## Listed entries
[Start of section]

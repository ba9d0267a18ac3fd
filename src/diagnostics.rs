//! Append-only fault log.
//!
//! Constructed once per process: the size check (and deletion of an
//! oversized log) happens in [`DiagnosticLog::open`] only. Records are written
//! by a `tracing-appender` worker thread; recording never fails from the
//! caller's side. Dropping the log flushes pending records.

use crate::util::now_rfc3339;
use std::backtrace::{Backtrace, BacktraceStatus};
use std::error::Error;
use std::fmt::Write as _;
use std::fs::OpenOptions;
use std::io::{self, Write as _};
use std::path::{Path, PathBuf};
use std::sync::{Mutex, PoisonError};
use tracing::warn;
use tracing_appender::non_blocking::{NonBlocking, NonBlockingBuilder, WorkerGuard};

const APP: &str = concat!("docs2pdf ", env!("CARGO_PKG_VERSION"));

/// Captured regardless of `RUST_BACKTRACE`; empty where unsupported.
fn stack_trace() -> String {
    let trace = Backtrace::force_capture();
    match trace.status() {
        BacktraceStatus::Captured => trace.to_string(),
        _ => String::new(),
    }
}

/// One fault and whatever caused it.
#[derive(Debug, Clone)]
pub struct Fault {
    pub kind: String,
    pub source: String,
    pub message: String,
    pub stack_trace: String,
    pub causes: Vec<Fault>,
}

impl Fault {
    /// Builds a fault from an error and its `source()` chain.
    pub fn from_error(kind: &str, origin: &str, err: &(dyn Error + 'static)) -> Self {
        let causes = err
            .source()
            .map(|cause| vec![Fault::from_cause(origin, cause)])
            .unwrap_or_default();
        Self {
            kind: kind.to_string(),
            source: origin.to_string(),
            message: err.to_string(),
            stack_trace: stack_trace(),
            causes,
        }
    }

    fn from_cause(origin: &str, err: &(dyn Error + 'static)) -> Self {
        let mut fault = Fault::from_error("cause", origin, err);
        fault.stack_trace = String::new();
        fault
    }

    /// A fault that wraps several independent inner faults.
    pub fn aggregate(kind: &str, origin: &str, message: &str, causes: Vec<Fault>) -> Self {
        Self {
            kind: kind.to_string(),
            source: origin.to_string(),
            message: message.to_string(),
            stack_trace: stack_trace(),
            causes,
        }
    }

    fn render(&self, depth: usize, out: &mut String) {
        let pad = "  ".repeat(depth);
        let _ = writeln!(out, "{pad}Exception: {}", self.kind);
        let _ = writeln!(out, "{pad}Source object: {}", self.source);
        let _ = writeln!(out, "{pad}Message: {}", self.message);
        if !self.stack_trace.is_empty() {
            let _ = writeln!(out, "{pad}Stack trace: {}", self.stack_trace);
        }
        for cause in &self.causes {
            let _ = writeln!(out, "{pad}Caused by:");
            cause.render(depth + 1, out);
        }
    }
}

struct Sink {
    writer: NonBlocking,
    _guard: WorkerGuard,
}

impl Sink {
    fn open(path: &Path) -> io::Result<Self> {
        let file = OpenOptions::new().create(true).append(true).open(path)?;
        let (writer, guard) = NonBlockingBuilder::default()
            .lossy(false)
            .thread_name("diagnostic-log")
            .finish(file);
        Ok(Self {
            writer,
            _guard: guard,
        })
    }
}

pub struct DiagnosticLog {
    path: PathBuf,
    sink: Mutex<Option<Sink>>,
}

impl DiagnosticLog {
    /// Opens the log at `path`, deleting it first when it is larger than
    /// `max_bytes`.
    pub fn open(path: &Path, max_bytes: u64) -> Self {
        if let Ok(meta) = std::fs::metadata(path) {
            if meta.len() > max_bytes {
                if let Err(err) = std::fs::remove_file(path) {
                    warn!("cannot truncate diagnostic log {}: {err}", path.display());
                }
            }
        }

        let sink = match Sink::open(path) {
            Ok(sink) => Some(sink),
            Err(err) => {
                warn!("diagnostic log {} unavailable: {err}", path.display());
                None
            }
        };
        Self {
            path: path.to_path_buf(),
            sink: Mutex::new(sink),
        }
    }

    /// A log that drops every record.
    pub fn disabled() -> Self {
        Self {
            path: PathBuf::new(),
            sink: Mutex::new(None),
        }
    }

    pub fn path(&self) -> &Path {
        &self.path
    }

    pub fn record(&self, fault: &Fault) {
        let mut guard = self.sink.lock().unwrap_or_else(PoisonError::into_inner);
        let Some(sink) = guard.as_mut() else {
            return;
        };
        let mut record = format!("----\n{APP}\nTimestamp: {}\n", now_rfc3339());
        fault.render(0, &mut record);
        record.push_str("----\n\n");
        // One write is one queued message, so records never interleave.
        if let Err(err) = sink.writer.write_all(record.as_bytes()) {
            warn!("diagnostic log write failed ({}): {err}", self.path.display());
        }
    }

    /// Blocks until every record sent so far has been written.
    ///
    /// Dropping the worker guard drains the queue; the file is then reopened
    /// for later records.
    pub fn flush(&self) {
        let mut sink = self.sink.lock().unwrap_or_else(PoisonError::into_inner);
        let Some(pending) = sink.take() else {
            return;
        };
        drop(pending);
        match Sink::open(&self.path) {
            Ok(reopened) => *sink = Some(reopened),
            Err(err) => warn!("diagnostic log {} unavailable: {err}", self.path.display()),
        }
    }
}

[End of section]

Please return the entire listing, unchanged.

## Finished exercise
repository ba9d0267a18ac3fd
filename src/diagnostics.rs
//! Append-only fault log.
//!
//! Constructed once per process: the size check (and deletion of an
//! oversized log) happens in [`DiagnosticLog::open`] only. Records are written
//! by a `tracing-appender` worker thread; recording never fails from the
//! caller's side. Dropping the log flushes pending records.

use crate::util::now_rfc3339;
use std::backtrace::{Backtrace, BacktraceStatus};
use std::error::Error;
use std::fmt::Write as _;
use std::fs::OpenOptions;
use std::io::{self, Write as _};
use std::path::{Path, PathBuf};
use std::sync::{Mutex, PoisonError};
use tracing::warn;
use tracing_appender::non_blocking::{NonBlocking, NonBlockingBuilder, WorkerGuard};

const APP: &str = concat!("docs2pdf ", env!("CARGO_PKG_VERSION"));

/// Captured regardless of `RUST_BACKTRACE`; empty where unsupported.
fn stack_trace() -> String {
    let trace = Backtrace::force_capture();
    match trace.status() {
        BacktraceStatus::Captured => trace.to_string(),
        _ => String::new(),
    }
}

/// One fault and whatever caused it.
#[derive(Debug, Clone)]
pub struct Fault {
    pub kind: String,
    pub source: String,
    pub message: String,
    pub stack_trace: String,
    pub causes: Vec<Fault>,
}

impl Fault {
    /// Builds a fault from an error and its `source()` chain.
    pub fn from_error(kind: &str, origin: &str, err: &(dyn Error + 'static)) -> Self {
        let causes = err
            .source()
            .map(|cause| vec![Fault::from_cause(origin, cause)])
            .unwrap_or_default();
        Self {
            kind: kind.to_string(),
            source: origin.to_string(),
            message: err.to_string(),
            stack_trace: stack_trace(),
            causes,
        }
    }

    fn from_cause(origin: &str, err: &(dyn Error + 'static)) -> Self {
        let mut fault = Fault::from_error("cause", origin, err);
        fault.stack_trace = String::new();
        fault
    }

    /// A fault that wraps several independent inner faults.
    pub fn aggregate(kind: &str, origin: &str, message: &str, causes: Vec<Fault>) -> Self {
        Self {
            kind: kind.to_string(),
            source: origin.to_string(),
            message: message.to_string(),
            stack_trace: stack_trace(),
            causes,
        }
    }

    fn render(&self, depth: usize, out: &mut String) {
        let pad = "  ".repeat(depth);
        let _ = writeln!(out, "{pad}Exception: {}", self.kind);
        let _ = writeln!(out, "{pad}Source object: {}", self.source);
        let _ = writeln!(out, "{pad}Message: {}", self.message);
        if !self.stack_trace.is_empty() {
            let _ = writeln!(out, "{pad}Stack trace: {}", self.stack_trace);
        }
        for cause in &self.causes {
            let _ = writeln!(out, "{pad}Caused by:");
            cause.render(depth + 1, out);
        }
    }
}

struct Sink {
    writer: NonBlocking,
    _guard: WorkerGuard,
}

impl Sink {
    fn open(path: &Path) -> io::Result<Self> {
        let file = OpenOptions::new().create(true).append(true).open(path)?;
        let (writer, guard) = NonBlockingBuilder::default()
            .lossy(false)
            .thread_name("diagnostic-log")
            .finish(file);
        Ok(Self {
            writer,
            _guard: guard,
        })
    }
}

pub struct DiagnosticLog {
    path: PathBuf,
    sink: Mutex<Option<Sink>>,
}

impl DiagnosticLog {
    /// Opens the log at `path`, deleting it first when it is larger than
    /// `max_bytes`.
    pub fn open(path: &Path, max_bytes: u64) -> Self {
        if let Ok(meta) = std::fs::metadata(path) {
            if meta.len() > max_bytes {
                if let Err(err) = std::fs::remove_file(path) {
                    warn!("cannot truncate diagnostic log {}: {err}", path.display());
                }
            }
        }

        let sink = match Sink::open(path) {
            Ok(sink) => Some(sink),
            Err(err) => {
                warn!("diagnostic log {} unavailable: {err}", path.display());
                None
            }
        };
        Self {
            path: path.to_path_buf(),
            sink: Mutex::new(sink),
        }
    }

    /// A log that drops every record.
    pub fn disabled() -> Self {
        Self {
            path: PathBuf::new(),
            sink: Mutex::new(None),
        }
    }

    pub fn path(&self) -> &Path {
        &self.path
    }

    pub fn record(&self, fault: &Fault) {
        let mut guard = self.sink.lock().unwrap_or_else(PoisonError::into_inner);
        let Some(sink) = guard.as_mut() else {
            return;
        };
        let mut record = format!("----\n{APP}\nTimestamp: {}\n", now_rfc3339());
        fault.render(0, &mut record);
        record.push_str("----\n\n");
        // One write is one queued message, so records never interleave.
        if let Err(err) = sink.writer.write_all(record.as_bytes()) {
            warn!("diagnostic log write failed ({}): {err}", self.path.display());
        }
    }

    /// Blocks until every record sent so far has been written.
    ///
    /// Dropping the worker guard drains the queue; the file is then reopened
    /// for later records.
    pub fn flush(&self) {
        let mut sink = self.sink.lock().unwrap_or_else(PoisonError::into_inner);
        let Some(pending) = sink.take() else {
            return;
        };
        drop(pending);
        match Sink::open(&self.path) {
            Ok(reopened) => *sink = Some(reopened),
            Err(err) => warn!("diagnostic log {} unavailable: {err}", self.path.display()),
        }
    }
}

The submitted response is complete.